→ **Data for this exercise**
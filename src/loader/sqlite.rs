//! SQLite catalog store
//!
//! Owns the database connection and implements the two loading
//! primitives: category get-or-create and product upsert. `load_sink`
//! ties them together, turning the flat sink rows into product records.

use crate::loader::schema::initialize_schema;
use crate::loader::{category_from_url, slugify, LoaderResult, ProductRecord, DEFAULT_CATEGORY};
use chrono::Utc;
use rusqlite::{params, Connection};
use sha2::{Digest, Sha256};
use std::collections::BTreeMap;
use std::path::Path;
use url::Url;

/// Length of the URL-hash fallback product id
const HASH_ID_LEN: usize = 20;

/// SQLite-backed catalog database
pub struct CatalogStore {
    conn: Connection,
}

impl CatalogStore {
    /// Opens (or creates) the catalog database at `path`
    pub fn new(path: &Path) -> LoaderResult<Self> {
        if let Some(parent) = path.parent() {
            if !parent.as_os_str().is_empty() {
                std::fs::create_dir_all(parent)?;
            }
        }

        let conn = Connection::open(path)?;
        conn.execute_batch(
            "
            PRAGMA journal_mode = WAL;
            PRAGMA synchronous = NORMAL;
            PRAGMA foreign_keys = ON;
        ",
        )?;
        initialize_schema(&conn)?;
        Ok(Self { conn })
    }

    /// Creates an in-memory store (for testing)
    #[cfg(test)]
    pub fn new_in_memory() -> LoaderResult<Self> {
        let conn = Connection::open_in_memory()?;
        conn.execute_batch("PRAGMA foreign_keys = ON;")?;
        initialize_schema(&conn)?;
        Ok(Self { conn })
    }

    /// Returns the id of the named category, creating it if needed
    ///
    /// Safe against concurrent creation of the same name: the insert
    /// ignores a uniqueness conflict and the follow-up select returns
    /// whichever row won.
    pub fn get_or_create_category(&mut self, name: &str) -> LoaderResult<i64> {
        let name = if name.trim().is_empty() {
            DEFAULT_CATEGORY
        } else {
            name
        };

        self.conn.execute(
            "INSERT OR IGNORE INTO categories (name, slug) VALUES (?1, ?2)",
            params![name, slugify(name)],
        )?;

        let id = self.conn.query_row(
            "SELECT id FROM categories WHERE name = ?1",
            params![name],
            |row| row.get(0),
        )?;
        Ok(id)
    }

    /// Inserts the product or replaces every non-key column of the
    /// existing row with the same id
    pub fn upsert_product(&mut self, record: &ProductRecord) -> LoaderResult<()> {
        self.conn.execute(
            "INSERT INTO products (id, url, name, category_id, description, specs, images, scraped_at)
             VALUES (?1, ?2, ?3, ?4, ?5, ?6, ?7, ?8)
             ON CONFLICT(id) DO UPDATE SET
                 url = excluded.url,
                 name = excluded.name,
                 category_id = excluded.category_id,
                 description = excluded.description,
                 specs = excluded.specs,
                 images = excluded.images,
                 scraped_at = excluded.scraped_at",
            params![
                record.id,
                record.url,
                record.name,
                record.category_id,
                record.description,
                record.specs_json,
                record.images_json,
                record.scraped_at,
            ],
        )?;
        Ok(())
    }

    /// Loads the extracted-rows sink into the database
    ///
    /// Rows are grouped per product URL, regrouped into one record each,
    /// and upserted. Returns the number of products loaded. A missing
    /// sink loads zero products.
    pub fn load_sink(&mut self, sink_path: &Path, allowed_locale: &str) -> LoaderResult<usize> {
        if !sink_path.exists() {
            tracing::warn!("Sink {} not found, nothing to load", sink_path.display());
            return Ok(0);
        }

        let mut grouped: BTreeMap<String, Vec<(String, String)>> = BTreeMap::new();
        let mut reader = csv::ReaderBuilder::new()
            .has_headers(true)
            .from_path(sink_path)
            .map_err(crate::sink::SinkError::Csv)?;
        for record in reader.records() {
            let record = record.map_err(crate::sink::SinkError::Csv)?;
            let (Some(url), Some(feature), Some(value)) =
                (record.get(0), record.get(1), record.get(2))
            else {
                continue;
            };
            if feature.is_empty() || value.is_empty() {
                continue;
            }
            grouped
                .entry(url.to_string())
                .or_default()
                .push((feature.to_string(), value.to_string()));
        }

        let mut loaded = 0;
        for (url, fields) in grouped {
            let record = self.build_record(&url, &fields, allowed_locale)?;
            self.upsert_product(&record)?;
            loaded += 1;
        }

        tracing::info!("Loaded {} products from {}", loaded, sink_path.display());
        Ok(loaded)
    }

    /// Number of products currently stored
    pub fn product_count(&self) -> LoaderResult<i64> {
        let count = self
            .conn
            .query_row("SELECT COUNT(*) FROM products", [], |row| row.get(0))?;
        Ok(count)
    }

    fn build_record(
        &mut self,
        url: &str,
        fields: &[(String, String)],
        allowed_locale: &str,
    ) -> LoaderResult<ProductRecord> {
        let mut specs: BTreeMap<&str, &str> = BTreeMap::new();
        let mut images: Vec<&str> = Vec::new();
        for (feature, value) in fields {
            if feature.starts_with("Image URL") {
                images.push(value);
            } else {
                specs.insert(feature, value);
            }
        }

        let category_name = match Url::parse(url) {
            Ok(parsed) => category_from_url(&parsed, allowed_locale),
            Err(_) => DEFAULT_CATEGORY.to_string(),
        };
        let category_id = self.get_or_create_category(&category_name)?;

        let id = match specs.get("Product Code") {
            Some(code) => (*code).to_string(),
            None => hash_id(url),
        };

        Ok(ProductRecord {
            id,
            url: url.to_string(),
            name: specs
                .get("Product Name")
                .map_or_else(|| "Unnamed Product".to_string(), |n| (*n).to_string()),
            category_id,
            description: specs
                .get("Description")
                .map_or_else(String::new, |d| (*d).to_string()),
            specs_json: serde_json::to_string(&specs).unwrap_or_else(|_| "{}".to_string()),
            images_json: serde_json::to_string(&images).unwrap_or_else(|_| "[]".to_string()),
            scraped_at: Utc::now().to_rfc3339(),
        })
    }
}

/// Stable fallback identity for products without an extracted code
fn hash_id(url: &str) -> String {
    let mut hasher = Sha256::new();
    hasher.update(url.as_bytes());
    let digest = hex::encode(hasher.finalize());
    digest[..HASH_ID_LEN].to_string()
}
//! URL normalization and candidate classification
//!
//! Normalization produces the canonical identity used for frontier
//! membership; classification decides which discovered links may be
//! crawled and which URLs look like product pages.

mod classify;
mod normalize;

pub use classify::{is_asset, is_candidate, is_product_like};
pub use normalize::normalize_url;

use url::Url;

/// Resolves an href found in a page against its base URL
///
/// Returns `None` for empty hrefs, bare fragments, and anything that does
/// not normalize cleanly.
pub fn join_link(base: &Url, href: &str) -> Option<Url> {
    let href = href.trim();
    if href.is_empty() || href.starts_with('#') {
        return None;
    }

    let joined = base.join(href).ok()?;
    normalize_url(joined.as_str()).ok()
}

→ **The task**
The answer must restate all of the entries exactly.

→ **Written solution**
filename src/loader/sqlite.rs
//! SQLite catalog store
//!
//! Owns the database connection and implements the two loading
//! primitives: category get-or-create and product upsert. `load_sink`
//! ties them together, turning the flat sink rows into product records.

use crate::loader::schema::initialize_schema;
use crate::loader::{category_from_url, slugify, LoaderResult, ProductRecord, DEFAULT_CATEGORY};
use chrono::Utc;
use rusqlite::{params, Connection};
use sha2::{Digest, Sha256};
use std::collections::BTreeMap;
use std::path::Path;
use url::Url;

/// Length of the URL-hash fallback product id
const HASH_ID_LEN: usize = 20;

/// SQLite-backed catalog database
pub struct CatalogStore {
    conn: Connection,
}

impl CatalogStore {
    /// Opens (or creates) the catalog database at `path`
    pub fn new(path: &Path) -> LoaderResult<Self> {
        if let Some(parent) = path.parent() {
            if !parent.as_os_str().is_empty() {
                std::fs::create_dir_all(parent)?;
            }
        }

        let conn = Connection::open(path)?;
        conn.execute_batch(
            "
            PRAGMA journal_mode = WAL;
            PRAGMA synchronous = NORMAL;
            PRAGMA foreign_keys = ON;
        ",
        )?;
        initialize_schema(&conn)?;
        Ok(Self { conn })
    }

    /// Creates an in-memory store (for testing)
    #[cfg(test)]
    pub fn new_in_memory() -> LoaderResult<Self> {
        let conn = Connection::open_in_memory()?;
        conn.execute_batch("PRAGMA foreign_keys = ON;")?;
        initialize_schema(&conn)?;
        Ok(Self { conn })
    }

    /// Returns the id of the named category, creating it if needed
    ///
    /// Safe against concurrent creation of the same name: the insert
    /// ignores a uniqueness conflict and the follow-up select returns
    /// whichever row won.
    pub fn get_or_create_category(&mut self, name: &str) -> LoaderResult<i64> {
        let name = if name.trim().is_empty() {
            DEFAULT_CATEGORY
        } else {
            name
        };

        self.conn.execute(
            "INSERT OR IGNORE INTO categories (name, slug) VALUES (?1, ?2)",
            params![name, slugify(name)],
        )?;

        let id = self.conn.query_row(
            "SELECT id FROM categories WHERE name = ?1",
            params![name],
            |row| row.get(0),
        )?;
        Ok(id)
    }

    /// Inserts the product or replaces every non-key column of the
    /// existing row with the same id
    pub fn upsert_product(&mut self, record: &ProductRecord) -> LoaderResult<()> {
        self.conn.execute(
            "INSERT INTO products (id, url, name, category_id, description, specs, images, scraped_at)
             VALUES (?1, ?2, ?3, ?4, ?5, ?6, ?7, ?8)
             ON CONFLICT(id) DO UPDATE SET
                 url = excluded.url,
                 name = excluded.name,
                 category_id = excluded.category_id,
                 description = excluded.description,
                 specs = excluded.specs,
                 images = excluded.images,
                 scraped_at = excluded.scraped_at",
            params![
                record.id,
                record.url,
                record.name,
                record.category_id,
                record.description,
                record.specs_json,
                record.images_json,
                record.scraped_at,
            ],
        )?;
        Ok(())
    }

    /// Loads the extracted-rows sink into the database
    ///
    /// Rows are grouped per product URL, regrouped into one record each,
    /// and upserted. Returns the number of products loaded. A missing
    /// sink loads zero products.
    pub fn load_sink(&mut self, sink_path: &Path, allowed_locale: &str) -> LoaderResult<usize> {
        if !sink_path.exists() {
            tracing::warn!("Sink {} not found, nothing to load", sink_path.display());
            return Ok(0);
        }

        let mut grouped: BTreeMap<String, Vec<(String, String)>> = BTreeMap::new();
        let mut reader = csv::ReaderBuilder::new()
            .has_headers(true)
            .from_path(sink_path)
            .map_err(crate::sink::SinkError::Csv)?;
        for record in reader.records() {
            let record = record.map_err(crate::sink::SinkError::Csv)?;
            let (Some(url), Some(feature), Some(value)) =
                (record.get(0), record.get(1), record.get(2))
            else {
                continue;
            };
            if feature.is_empty() || value.is_empty() {
                continue;
            }
            grouped
                .entry(url.to_string())
                .or_default()
                .push((feature.to_string(), value.to_string()));
        }

        let mut loaded = 0;
        for (url, fields) in grouped {
            let record = self.build_record(&url, &fields, allowed_locale)?;
            self.upsert_product(&record)?;
            loaded += 1;
        }

        tracing::info!("Loaded {} products from {}", loaded, sink_path.display());
        Ok(loaded)
    }

    /// Number of products currently stored
    pub fn product_count(&self) -> LoaderResult<i64> {
        let count = self
            .conn
            .query_row("SELECT COUNT(*) FROM products", [], |row| row.get(0))?;
        Ok(count)
    }

    fn build_record(
        &mut self,
        url: &str,
        fields: &[(String, String)],
        allowed_locale: &str,
    ) -> LoaderResult<ProductRecord> {
        let mut specs: BTreeMap<&str, &str> = BTreeMap::new();
        let mut images: Vec<&str> = Vec::new();
        for (feature, value) in fields {
            if feature.starts_with("Image URL") {
                images.push(value);
            } else {
                specs.insert(feature, value);
            }
        }

        let category_name = match Url::parse(url) {
            Ok(parsed) => category_from_url(&parsed, allowed_locale),
            Err(_) => DEFAULT_CATEGORY.to_string(),
        };
        let category_id = self.get_or_create_category(&category_name)?;

        let id = match specs.get("Product Code") {
            Some(code) => (*code).to_string(),
            None => hash_id(url),
        };

        Ok(ProductRecord {
            id,
            url: url.to_string(),
            name: specs
                .get("Product Name")
                .map_or_else(|| "Unnamed Product".to_string(), |n| (*n).to_string()),
            category_id,
            description: specs
                .get("Description")
                .map_or_else(String::new, |d| (*d).to_string()),
            specs_json: serde_json::to_string(&specs).unwrap_or_else(|_| "{}".to_string()),
            images_json: serde_json::to_string(&images).unwrap_or_else(|_| "[]".to_string()),
            scraped_at: Utc::now().to_rfc3339(),
        })
    }
}

/// Stable fallback identity for products without an extracted code
fn hash_id(url: &str) -> String {
    let mut hasher = Sha256::new();
    hasher.update(url.as_bytes());
    let digest = hex::encode(hasher.finalize());
    digest[..HASH_ID_LEN].to_string()
}
//! URL normalization and candidate classification
//!
//! Normalization produces the canonical identity used for frontier
//! membership; classification decides which discovered links may be
//! crawled and which URLs look like product pages.

mod classify;
mod normalize;

pub use classify::{is_asset, is_candidate, is_product_like};
pub use normalize::normalize_url;

use url::Url;

/// Resolves an href found in a page against its base URL
///
/// Returns `None` for empty hrefs, bare fragments, and anything that does
/// not normalize cleanly.
pub fn join_link(base: &Url, href: &str) -> Option<Url> {
    let href = href.trim();
    if href.is_empty() || href.starts_with('#') {
        return None;
    }

    let joined = base.join(href).ok()?;
    normalize_url(joined.as_str()).ok()
}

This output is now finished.